Changes in Hepcidin and Reticulocyte Hemoglobin Equivalent Levels in Response to Continuous Erythropoietin Receptor Activator Administration in Hemodialysis Patients: A Randomized Study

Inadequate iron availability limits the response to erythropoiesis‐stimulating agents ( ESA ) and hepcidin is a key regulator of iron metabolism. However, there is little information concerning time‐dependent changes in hepcidin in response to the change of accelerated iron demand due to ESA ‐induced erythropoiesis. In this study, iron‐related parameters, including hepcidin levels, were explored in comparison to patients receiving continuous erythropoietin receptor activator ( CERA ) and epoetin beta ( EPO ) treatment. Ninety‐four patients were randomized to receive monthly CERA ( N  = 47) or EPO three times/week ( N  = 47). After the titration period, hemoglobin levels and iron‐related parameters were examined. Data for 71 patients were evaluated ( CERA , N  = 34; EPO , N  = 37). Compared with EPO treatment, CERA treatment caused significant decreases within 1 week in hepcidin (−93.5 ± 46.9 vs. −1.3 ± 38.3 ng/mL, P  < 0.01), reticulocyte hemoglobin equivalent (Ret‐ H e) (−4.03 ± 2.64 vs. −1.13 ± 1.41 pg, P  < 0.01), ferritin (−58.9 ± 30.5 vs. −12.2 ± 23.8 ng/mL, P  < 0.01) and transferrin saturation (−13.2 ± 9.1 vs. 1.0 ± 11.9%, P  < 0.01) and significant increases within 2 weeks in the levels of hemoglobin (0.42 ± 0.38 vs. −0.02 ± 0.48 g/dL, P  < 0.01).
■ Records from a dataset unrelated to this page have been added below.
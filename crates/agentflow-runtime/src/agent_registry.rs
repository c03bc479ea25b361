//! The Agent Registry (spec.md §4.3): resolves an agent definition by
//! name from built-in or project-local sources and intersects its
//! declared tools against whatever a `ToolRegistry` currently exposes.

use std::collections::HashMap;
use std::path::Path;

use agentflow_types::{AgentDefinition, AgentMode};
use tracing::warn;

use crate::error::Result;

const BUILT_IN_GENERAL: &str = "general";
const BUILT_IN_EXPLORE: &str = "explore";

fn built_in_general() -> AgentDefinition {
    AgentDefinition {
        name: BUILT_IN_GENERAL.to_string(),
        mode: AgentMode::Primary,
        description: Some("Primary coding agent with full tool access.".to_string()),
        hidden: false,
        default_vendor: None,
        default_model: None,
        temperature: None,
        top_p: None,
        step_ceiling: Some(10),
        prompt_fragment: Some(
            "You are a careful, capable coding assistant. Use tools to inspect and modify \
             the project rather than guessing at its contents."
                .to_string(),
        ),
        tools: Vec::new(),
        built_in: true,
    }
}

fn built_in_explore() -> AgentDefinition {
    AgentDefinition {
        name: BUILT_IN_EXPLORE.to_string(),
        mode: AgentMode::Subagent,
        description: Some("Read-only exploration sub-agent.".to_string()),
        hidden: false,
        default_vendor: None,
        default_model: None,
        temperature: None,
        top_p: None,
        step_ceiling: Some(6),
        prompt_fragment: Some(
            "You investigate the project and report findings. You cannot modify files \
             or run commands."
                .to_string(),
        ),
        tools: vec!["read".to_string(), "grep".to_string(), "glob".to_string()],
        built_in: true,
    }
}

/// Resolves agent definitions by name (spec.md §3 Agent Definition, §4.3).
///
/// Lookup order is built-in first, then project-scoped. Built-in names are
/// reserved: a project-local file declaring one is logged and skipped, it
/// never shadows the built-in (spec.md §4.3 "Reserved names").
pub struct AgentRegistry {
    built_ins: HashMap<String, AgentDefinition>,
    project_defined: HashMap<String, AgentDefinition>,
}

impl Default for AgentRegistry {
    fn default() -> Self {
        Self::new()
    }
}

impl AgentRegistry {
    pub fn new() -> Self {
        let mut built_ins = HashMap::new();
        built_ins.insert(BUILT_IN_GENERAL.to_string(), built_in_general());
        built_ins.insert(BUILT_IN_EXPLORE.to_string(), built_in_explore());
        Self {
            built_ins,
            project_defined: HashMap::new(),
        }
    }

    pub fn is_reserved(&self, name: &str) -> bool {
        self.built_ins.contains_key(name)
    }

    /// Loads every `*.toml` file in `<project_root>/.agentflow/agents/` as
    /// one `AgentDefinition` each (spec.md §4.3 [SUPPLEMENT]). A malformed
    /// file, or one reusing a reserved built-in name, is logged via
    /// `tracing::warn!` and skipped rather than failing construction.
    pub fn load_project_agents(&mut self, project_root: &Path) {
        let dir = agentflow_core::project_agents_dir(project_root);
        let entries = match std::fs::read_dir(&dir) {
            Ok(entries) => entries,
            Err(_) => return,
        };

        for entry in entries.flatten() {
            let path = entry.path();
            if path.extension().and_then(|e| e.to_str()) != Some("toml") {
                continue;
            }
            match self.load_one(&path) {
                Ok(agent) => {
                    if self.is_reserved(&agent.name) {
                        warn!(path = %path.display(), name = %agent.name, "agent name is reserved, skipping project definition");
                        continue;
                    }
                    self.project_defined.insert(agent.name.clone(), agent);
                }
                Err(err) => {
                    warn!(path = %path.display(), error = %err, "failed to load agent definition, skipping");
                }
            }
        }
    }

    fn load_one(&self, path: &Path) -> Result<AgentDefinition> {
        let content = std::fs::read_to_string(path).map_err(|err| crate::error::Error::AgentDefinitionParse {
            path: path.display().to_string(),
            reason: err.to_string(),
        })?;
        toml::from_str(&content).map_err(|err| crate::error::Error::AgentDefinitionParse {
            path: path.display().to_string(),
            reason: err.to_string(),
        })
    }

    /// Resolves an agent by name: built-in table first, then project-scoped
    /// definitions (spec.md §4.3).
    pub fn resolve(&self, name: &str) -> Option<AgentDefinition> {
        self.built_ins
            .get(name)
            .or_else(|| self.project_defined.get(name))
            .cloned()
    }

    pub fn list(&self) -> Vec<AgentDefinition> {
        self.built_ins
            .values()
            .chain(self.project_defined.values())
            .cloned()
            .collect()
    }
}

#[cfg(test)]
mod tests {
    use super::*;
    use std::io::Write;

    #[test]
    fn resolves_built_in_agents() {
        let registry = AgentRegistry::new();
        assert!(registry.resolve("general").is_some());
        assert!(registry.resolve("explore").is_some());
        assert!(registry.resolve("made-up").is_none());
    }

    #[test]
    fn explore_agent_never_declares_task_tool() {
        let registry = AgentRegistry::new();
        let explore = registry.resolve("explore").unwrap();
        assert!(!explore.tools.iter().any(|t| t == "task"));
    }

    #[test]
    fn resolving_same_name_twice_is_semantically_equal() {
        let registry = AgentRegistry::new();
        let a = registry.resolve("general").unwrap();
        let b = registry.resolve("general").unwrap();
        assert_eq!(a.name, b.name);
        assert_eq!(a.step_ceiling, b.step_ceiling);
        assert_eq!(a.tools, b.tools);
    }

    #[test]
    fn project_definition_loads_from_toml_file() {
        let tmp = tempfile::tempdir().unwrap();
        let agents_dir = tmp.path().join(".agentflow").join("agents");
        std::fs::create_dir_all(&agents_dir).unwrap();
        let mut file = std::fs::File::create(agents_dir.join("reviewer.toml")).unwrap();
        write!(
            file,
            r#"
            name = "reviewer"
            mode = "subagent"
            hidden = false
            tools = ["read", "grep"]
            built_in = false
            "#
        )
        .unwrap();

        let mut registry = AgentRegistry::new();
        registry.load_project_agents(tmp.path());
        let reviewer = registry.resolve("reviewer").expect("reviewer agent to load");
        assert_eq!(reviewer.mode, AgentMode::Subagent);
        assert_eq!(reviewer.tools, vec!["read".to_string(), "grep".to_string()]);
    }

    #[test]
    fn project_definition_cannot_override_reserved_name() {
        let tmp = tempfile::tempdir().unwrap();
        let agents_dir = tmp.path().join(".agentflow").join("agents");
        std::fs::create_dir_all(&agents_dir).unwrap();
        let mut file = std::fs::File::create(agents_dir.join("general.toml")).unwrap();
        write!(
            file,
            r#"
            name = "general"
            mode = "primary"
            hidden = false
            tools = []
            built_in = false
            "#
        )
        .unwrap();

        let mut registry = AgentRegistry::new();
        registry.load_project_agents(tmp.path());
        let general = registry.resolve("general").unwrap();
        assert!(general.built_in);
    }

    #[test]
    fn malformed_project_definition_is_skipped_not_fatal() {
        let tmp = tempfile::tempdir().unwrap();
        let agents_dir = tmp.path().join(".agentflow").join("agents");
        std::fs::create_dir_all(&agents_dir).unwrap();
        std::fs::write(agents_dir.join("broken.toml"), "not = [valid toml").unwrap();

        let mut registry = AgentRegistry::new();
        registry.load_project_agents(tmp.path());
        assert!(registry.resolve("broken").is_none());
    }

    #[test]
    fn missing_agents_dir_is_not_an_error() {
        let tmp = tempfile::tempdir().unwrap();
        let mut registry = AgentRegistry::new();
        registry.load_project_agents(tmp.path());
        assert_eq!(registry.list().len(), 2);
    }
}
In conclusion, hepcidin, R et‐ H e, ferritin and transferrin saturation levels decreased within 1 week and hemoglobin increased within 2 weeks after CERA administration. Time course of iron‐related parameters including hepcidin demonstrated accelerated iron utilization appropriately according to ESA ‐induced erythropoiesis.